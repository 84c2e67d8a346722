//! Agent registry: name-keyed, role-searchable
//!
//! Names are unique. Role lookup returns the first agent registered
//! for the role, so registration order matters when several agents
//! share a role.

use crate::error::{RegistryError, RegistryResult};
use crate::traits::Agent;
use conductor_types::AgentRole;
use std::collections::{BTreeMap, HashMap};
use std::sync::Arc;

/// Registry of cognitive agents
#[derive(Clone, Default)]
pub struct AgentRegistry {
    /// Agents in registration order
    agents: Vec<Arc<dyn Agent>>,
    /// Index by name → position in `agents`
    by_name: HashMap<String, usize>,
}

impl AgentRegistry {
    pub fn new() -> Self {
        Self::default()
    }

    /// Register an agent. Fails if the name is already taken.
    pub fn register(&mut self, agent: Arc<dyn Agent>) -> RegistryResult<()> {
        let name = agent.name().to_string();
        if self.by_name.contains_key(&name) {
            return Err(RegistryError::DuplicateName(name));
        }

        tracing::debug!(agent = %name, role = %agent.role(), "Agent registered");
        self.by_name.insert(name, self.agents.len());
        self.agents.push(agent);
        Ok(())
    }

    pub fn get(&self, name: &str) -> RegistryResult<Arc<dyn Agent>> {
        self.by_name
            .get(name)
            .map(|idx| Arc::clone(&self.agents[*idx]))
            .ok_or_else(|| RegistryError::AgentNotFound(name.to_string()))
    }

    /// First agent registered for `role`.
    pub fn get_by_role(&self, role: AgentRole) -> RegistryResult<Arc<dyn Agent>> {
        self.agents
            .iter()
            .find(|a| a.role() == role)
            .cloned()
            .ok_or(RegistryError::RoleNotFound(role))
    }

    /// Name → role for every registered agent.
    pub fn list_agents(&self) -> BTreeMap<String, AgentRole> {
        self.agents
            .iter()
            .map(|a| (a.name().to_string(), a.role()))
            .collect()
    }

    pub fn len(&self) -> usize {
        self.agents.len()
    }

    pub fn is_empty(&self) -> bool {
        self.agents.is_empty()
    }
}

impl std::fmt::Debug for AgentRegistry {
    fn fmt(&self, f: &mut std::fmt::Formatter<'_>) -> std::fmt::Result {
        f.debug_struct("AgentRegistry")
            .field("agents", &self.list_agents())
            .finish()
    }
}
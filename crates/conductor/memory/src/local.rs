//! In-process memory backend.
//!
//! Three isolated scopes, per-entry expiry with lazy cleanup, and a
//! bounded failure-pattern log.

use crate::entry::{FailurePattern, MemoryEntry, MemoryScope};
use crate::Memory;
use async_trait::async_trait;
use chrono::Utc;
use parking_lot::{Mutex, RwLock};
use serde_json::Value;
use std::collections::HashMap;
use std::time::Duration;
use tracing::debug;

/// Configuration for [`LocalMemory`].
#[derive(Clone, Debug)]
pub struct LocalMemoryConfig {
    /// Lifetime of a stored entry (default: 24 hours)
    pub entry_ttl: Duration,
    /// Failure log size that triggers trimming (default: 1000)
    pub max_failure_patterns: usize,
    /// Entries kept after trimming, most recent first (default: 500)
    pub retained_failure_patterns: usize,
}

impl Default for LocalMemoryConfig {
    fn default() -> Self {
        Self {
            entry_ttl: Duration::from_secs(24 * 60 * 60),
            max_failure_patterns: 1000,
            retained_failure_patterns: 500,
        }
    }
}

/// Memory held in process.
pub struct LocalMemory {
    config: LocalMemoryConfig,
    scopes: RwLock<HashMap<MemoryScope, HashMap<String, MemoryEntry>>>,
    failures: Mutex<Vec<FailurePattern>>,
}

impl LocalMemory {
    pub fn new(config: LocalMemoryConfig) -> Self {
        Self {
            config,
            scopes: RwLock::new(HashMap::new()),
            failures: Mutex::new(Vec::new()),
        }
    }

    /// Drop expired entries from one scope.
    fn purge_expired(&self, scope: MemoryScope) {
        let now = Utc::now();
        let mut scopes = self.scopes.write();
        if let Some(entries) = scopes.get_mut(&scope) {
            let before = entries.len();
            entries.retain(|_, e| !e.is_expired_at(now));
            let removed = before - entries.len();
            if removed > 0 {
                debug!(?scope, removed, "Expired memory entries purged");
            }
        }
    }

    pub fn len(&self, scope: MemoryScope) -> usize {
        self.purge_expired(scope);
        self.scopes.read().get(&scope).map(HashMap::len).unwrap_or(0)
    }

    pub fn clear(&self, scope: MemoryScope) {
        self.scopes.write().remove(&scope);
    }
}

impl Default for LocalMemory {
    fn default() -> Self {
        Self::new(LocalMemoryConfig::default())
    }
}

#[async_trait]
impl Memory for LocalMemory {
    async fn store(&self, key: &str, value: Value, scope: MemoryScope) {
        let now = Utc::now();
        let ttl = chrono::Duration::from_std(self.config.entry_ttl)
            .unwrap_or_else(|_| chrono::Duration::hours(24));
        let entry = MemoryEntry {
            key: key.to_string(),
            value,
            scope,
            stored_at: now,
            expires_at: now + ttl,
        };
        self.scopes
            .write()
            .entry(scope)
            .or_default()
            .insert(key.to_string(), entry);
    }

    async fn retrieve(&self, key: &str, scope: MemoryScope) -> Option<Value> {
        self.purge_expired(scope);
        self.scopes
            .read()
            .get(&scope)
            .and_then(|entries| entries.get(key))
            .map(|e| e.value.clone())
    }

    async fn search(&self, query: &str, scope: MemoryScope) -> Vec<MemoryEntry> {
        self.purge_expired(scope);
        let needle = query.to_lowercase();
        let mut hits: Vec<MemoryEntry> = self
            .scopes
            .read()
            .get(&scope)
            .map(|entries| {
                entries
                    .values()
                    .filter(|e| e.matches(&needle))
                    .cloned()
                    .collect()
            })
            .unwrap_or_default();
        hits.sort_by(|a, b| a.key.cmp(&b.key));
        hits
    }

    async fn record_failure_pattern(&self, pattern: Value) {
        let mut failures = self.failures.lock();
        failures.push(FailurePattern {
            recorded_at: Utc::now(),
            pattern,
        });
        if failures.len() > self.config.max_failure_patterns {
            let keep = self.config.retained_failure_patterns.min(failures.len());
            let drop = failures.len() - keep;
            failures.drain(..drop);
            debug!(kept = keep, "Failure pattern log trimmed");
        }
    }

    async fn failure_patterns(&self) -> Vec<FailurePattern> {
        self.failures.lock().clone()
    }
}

WHAT NEEDS TO BE DONE :: The whole listing above is to be copied exactly.

SOLUTION ::
repository 84c2e67d8a346722
//! Agent registry: name-keyed, role-searchable
//!
//! Names are unique. Role lookup returns the first agent registered
//! for the role, so registration order matters when several agents
//! share a role.

use crate::error::{RegistryError, RegistryResult};
use crate::traits::Agent;
use conductor_types::AgentRole;
use std::collections::{BTreeMap, HashMap};
use std::sync::Arc;

/// Registry of cognitive agents
#[derive(Clone, Default)]
pub struct AgentRegistry {
    /// Agents in registration order
    agents: Vec<Arc<dyn Agent>>,
    /// Index by name → position in `agents`
    by_name: HashMap<String, usize>,
}

impl AgentRegistry {
    pub fn new() -> Self {
        Self::default()
    }

    /// Register an agent. Fails if the name is already taken.
    pub fn register(&mut self, agent: Arc<dyn Agent>) -> RegistryResult<()> {
        let name = agent.name().to_string();
        if self.by_name.contains_key(&name) {
            return Err(RegistryError::DuplicateName(name));
        }

        tracing::debug!(agent = %name, role = %agent.role(), "Agent registered");
        self.by_name.insert(name, self.agents.len());
        self.agents.push(agent);
        Ok(())
    }

    pub fn get(&self, name: &str) -> RegistryResult<Arc<dyn Agent>> {
        self.by_name
            .get(name)
            .map(|idx| Arc::clone(&self.agents[*idx]))
            .ok_or_else(|| RegistryError::AgentNotFound(name.to_string()))
    }

    /// First agent registered for `role`.
    pub fn get_by_role(&self, role: AgentRole) -> RegistryResult<Arc<dyn Agent>> {
        self.agents
            .iter()
            .find(|a| a.role() == role)
            .cloned()
            .ok_or(RegistryError::RoleNotFound(role))
    }

    /// Name → role for every registered agent.
    pub fn list_agents(&self) -> BTreeMap<String, AgentRole> {
        self.agents
            .iter()
            .map(|a| (a.name().to_string(), a.role()))
            .collect()
    }

    pub fn len(&self) -> usize {
        self.agents.len()
    }

    pub fn is_empty(&self) -> bool {
        self.agents.is_empty()
    }
}

impl std::fmt::Debug for AgentRegistry {
    fn fmt(&self, f: &mut std::fmt::Formatter<'_>) -> std::fmt::Result {
        f.debug_struct("AgentRegistry")
            .field("agents", &self.list_agents())
            .finish()
    }
}
filename crates/conductor/memory/src/local.rs
//! In-process memory backend.
//!
//! Three isolated scopes, per-entry expiry with lazy cleanup, and a
//! bounded failure-pattern log.

use crate::entry::{FailurePattern, MemoryEntry, MemoryScope};
use crate::Memory;
use async_trait::async_trait;
use chrono::Utc;
use parking_lot::{Mutex, RwLock};
use serde_json::Value;
use std::collections::HashMap;
use std::time::Duration;
use tracing::debug;

/// Configuration for [`LocalMemory`].
#[derive(Clone, Debug)]
pub struct LocalMemoryConfig {
    /// Lifetime of a stored entry (default: 24 hours)
    pub entry_ttl: Duration,
    /// Failure log size that triggers trimming (default: 1000)
    pub max_failure_patterns: usize,
    /// Entries kept after trimming, most recent first (default: 500)
    pub retained_failure_patterns: usize,
}

impl Default for LocalMemoryConfig {
    fn default() -> Self {
        Self {
            entry_ttl: Duration::from_secs(24 * 60 * 60),
            max_failure_patterns: 1000,
            retained_failure_patterns: 500,
        }
    }
}

/// Memory held in process.
pub struct LocalMemory {
    config: LocalMemoryConfig,
    scopes: RwLock<HashMap<MemoryScope, HashMap<String, MemoryEntry>>>,
    failures: Mutex<Vec<FailurePattern>>,
}

impl LocalMemory {
    pub fn new(config: LocalMemoryConfig) -> Self {
        Self {
            config,
            scopes: RwLock::new(HashMap::new()),
            failures: Mutex::new(Vec::new()),
        }
    }

    /// Drop expired entries from one scope.
    fn purge_expired(&self, scope: MemoryScope) {
        let now = Utc::now();
        let mut scopes = self.scopes.write();
        if let Some(entries) = scopes.get_mut(&scope) {
            let before = entries.len();
            entries.retain(|_, e| !e.is_expired_at(now));
            let removed = before - entries.len();
            if removed > 0 {
                debug!(?scope, removed, "Expired memory entries purged");
            }
        }
    }

    pub fn len(&self, scope: MemoryScope) -> usize {
        self.purge_expired(scope);
        self.scopes.read().get(&scope).map(HashMap::len).unwrap_or(0)
    }

    pub fn clear(&self, scope: MemoryScope) {
        self.scopes.write().remove(&scope);
    }
}

impl Default for LocalMemory {
    fn default() -> Self {
        Self::new(LocalMemoryConfig::default())
    }
}

#[async_trait]
impl Memory for LocalMemory {
    async fn store(&self, key: &str, value: Value, scope: MemoryScope) {
        let now = Utc::now();
        let ttl = chrono::Duration::from_std(self.config.entry_ttl)
            .unwrap_or_else(|_| chrono::Duration::hours(24));
        let entry = MemoryEntry {
            key: key.to_string(),
            value,
            scope,
            stored_at: now,
            expires_at: now + ttl,
        };
        self.scopes
            .write()
            .entry(scope)
            .or_default()
            .insert(key.to_string(), entry);
    }

    async fn retrieve(&self, key: &str, scope: MemoryScope) -> Option<Value> {
        self.purge_expired(scope);
        self.scopes
            .read()
            .get(&scope)
            .and_then(|entries| entries.get(key))
            .map(|e| e.value.clone())
    }

    async fn search(&self, query: &str, scope: MemoryScope) -> Vec<MemoryEntry> {
        self.purge_expired(scope);
        let needle = query.to_lowercase();
        let mut hits: Vec<MemoryEntry> = self
            .scopes
            .read()
            .get(&scope)
            .map(|entries| {
                entries
                    .values()
                    .filter(|e| e.matches(&needle))
                    .cloned()
                    .collect()
            })
            .unwrap_or_default();
        hits.sort_by(|a, b| a.key.cmp(&b.key));
        hits
    }

    async fn record_failure_pattern(&self, pattern: Value) {
        let mut failures = self.failures.lock();
        failures.push(FailurePattern {
            recorded_at: Utc::now(),
            pattern,
        });
        if failures.len() > self.config.max_failure_patterns {
            let keep = self.config.retained_failure_patterns.min(failures.len());
            let drop = failures.len() - keep;
            failures.drain(..drop);
            debug!(kept = keep, "Failure pattern log trimmed");
        }
    }

    async fn failure_patterns(&self) -> Vec<FailurePattern> {
        self.failures.lock().clone()
    }
}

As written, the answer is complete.